*** Opening Source material ***
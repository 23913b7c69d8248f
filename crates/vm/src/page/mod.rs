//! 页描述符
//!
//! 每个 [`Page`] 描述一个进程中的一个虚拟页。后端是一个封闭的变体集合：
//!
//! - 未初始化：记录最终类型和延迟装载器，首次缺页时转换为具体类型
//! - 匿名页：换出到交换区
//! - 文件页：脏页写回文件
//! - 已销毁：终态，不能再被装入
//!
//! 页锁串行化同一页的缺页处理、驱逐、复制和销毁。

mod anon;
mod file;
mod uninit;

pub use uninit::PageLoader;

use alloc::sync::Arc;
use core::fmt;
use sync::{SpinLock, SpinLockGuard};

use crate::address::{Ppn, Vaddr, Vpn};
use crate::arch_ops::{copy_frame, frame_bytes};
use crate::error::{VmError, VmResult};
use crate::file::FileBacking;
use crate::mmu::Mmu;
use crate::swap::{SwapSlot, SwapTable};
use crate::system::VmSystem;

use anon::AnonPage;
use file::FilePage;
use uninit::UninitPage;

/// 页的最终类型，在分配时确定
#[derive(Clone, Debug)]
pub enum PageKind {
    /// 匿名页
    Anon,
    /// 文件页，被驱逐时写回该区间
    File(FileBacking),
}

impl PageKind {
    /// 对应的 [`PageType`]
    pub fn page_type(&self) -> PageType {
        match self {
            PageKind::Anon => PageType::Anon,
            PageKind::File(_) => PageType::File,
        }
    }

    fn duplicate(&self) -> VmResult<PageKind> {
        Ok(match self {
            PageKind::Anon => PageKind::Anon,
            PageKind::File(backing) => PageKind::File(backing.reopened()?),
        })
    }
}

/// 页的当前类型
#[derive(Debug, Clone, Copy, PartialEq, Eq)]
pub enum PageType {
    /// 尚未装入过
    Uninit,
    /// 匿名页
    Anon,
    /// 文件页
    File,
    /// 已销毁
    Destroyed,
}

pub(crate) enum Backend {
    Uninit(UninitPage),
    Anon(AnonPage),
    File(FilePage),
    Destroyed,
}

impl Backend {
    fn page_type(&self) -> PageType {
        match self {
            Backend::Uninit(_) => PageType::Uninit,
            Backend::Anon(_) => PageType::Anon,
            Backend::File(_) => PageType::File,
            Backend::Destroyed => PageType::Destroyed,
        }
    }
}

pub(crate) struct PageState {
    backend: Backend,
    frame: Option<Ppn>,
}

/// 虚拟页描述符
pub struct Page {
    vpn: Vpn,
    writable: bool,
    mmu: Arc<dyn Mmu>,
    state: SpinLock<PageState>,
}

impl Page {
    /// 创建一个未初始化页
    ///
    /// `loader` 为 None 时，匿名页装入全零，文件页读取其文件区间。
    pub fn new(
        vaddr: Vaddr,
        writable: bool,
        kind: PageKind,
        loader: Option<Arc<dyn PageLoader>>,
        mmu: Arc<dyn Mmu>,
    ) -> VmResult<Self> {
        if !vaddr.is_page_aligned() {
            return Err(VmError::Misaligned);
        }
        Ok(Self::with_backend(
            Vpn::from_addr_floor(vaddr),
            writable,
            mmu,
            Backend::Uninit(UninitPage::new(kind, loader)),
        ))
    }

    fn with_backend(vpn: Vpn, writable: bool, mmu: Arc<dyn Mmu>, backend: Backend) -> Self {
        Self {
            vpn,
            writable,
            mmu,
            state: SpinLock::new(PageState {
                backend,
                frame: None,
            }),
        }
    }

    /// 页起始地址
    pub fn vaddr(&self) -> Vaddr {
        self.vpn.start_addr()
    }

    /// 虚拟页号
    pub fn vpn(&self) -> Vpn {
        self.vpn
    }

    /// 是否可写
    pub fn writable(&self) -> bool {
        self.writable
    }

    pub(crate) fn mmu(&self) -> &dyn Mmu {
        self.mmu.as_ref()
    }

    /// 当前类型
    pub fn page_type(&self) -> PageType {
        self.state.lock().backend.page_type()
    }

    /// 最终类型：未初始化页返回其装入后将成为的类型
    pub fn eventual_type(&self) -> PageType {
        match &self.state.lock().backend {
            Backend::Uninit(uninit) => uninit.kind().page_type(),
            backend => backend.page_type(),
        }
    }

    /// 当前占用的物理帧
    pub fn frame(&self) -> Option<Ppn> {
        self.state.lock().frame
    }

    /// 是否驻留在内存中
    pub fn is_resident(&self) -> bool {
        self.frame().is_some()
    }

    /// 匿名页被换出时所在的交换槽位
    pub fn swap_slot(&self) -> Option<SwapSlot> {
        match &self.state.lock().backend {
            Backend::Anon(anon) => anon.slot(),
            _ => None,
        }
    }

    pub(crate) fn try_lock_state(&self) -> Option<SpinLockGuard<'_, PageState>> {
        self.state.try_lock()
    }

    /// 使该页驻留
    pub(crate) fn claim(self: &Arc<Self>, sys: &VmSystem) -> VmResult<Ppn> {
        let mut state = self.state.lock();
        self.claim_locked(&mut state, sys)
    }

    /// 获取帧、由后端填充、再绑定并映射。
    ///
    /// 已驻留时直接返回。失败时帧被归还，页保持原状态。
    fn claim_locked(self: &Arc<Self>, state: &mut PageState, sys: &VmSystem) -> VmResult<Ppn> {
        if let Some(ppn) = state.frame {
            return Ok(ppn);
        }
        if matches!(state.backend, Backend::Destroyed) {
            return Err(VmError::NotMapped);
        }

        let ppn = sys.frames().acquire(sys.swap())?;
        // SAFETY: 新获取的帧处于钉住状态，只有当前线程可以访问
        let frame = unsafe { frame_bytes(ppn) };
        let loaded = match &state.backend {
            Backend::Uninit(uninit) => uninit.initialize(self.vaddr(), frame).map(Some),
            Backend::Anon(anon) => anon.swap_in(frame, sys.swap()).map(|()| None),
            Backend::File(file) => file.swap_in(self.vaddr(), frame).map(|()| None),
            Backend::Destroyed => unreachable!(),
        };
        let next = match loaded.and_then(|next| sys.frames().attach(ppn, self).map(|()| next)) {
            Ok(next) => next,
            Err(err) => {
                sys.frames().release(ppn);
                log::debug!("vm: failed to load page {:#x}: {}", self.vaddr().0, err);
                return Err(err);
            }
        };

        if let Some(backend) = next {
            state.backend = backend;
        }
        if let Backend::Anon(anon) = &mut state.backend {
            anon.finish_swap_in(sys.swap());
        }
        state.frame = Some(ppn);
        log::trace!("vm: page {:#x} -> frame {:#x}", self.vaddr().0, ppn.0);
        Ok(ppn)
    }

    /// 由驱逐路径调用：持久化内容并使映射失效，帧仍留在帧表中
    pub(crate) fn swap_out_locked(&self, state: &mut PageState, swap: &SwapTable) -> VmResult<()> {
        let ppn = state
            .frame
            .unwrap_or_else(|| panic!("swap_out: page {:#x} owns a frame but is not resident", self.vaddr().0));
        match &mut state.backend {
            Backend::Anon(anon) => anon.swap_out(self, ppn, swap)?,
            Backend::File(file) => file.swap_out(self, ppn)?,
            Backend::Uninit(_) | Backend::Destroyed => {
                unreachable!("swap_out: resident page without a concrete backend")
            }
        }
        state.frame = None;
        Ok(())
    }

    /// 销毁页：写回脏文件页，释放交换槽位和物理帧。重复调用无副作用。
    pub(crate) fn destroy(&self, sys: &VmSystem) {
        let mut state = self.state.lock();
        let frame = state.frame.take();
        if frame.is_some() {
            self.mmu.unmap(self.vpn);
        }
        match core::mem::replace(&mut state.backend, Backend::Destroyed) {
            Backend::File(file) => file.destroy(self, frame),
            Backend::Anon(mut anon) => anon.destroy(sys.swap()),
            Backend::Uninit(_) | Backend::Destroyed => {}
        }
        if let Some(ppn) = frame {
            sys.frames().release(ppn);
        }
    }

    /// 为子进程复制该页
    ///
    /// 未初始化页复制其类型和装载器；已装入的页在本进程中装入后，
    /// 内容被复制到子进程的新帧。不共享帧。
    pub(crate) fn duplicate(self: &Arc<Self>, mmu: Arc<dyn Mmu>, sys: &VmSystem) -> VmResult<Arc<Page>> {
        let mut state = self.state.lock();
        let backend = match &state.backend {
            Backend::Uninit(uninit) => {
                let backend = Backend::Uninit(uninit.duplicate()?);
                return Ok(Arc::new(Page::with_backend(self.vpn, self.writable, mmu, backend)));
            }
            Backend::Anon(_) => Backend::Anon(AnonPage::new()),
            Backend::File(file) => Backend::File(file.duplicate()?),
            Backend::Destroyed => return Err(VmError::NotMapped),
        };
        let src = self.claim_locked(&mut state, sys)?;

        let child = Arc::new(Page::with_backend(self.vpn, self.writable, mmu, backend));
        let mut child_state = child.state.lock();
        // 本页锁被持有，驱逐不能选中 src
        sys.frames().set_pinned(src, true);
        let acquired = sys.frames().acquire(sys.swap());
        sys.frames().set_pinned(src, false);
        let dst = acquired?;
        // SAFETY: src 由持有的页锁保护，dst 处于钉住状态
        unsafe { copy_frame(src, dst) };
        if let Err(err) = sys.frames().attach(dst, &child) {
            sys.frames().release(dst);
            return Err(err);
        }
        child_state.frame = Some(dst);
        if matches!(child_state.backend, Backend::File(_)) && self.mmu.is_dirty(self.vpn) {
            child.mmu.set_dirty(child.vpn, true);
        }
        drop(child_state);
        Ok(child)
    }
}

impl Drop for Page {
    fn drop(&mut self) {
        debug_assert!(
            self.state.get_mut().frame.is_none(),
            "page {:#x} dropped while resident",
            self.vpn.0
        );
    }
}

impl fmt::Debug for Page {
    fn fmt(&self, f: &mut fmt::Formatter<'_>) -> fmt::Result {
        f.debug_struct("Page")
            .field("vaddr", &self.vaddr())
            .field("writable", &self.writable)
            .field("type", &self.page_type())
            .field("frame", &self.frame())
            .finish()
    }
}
*** Closing Source material ***
## Work task
A count is needed of the lines in the entries that contain "SwapSlot". Supply only that number.

## Result
2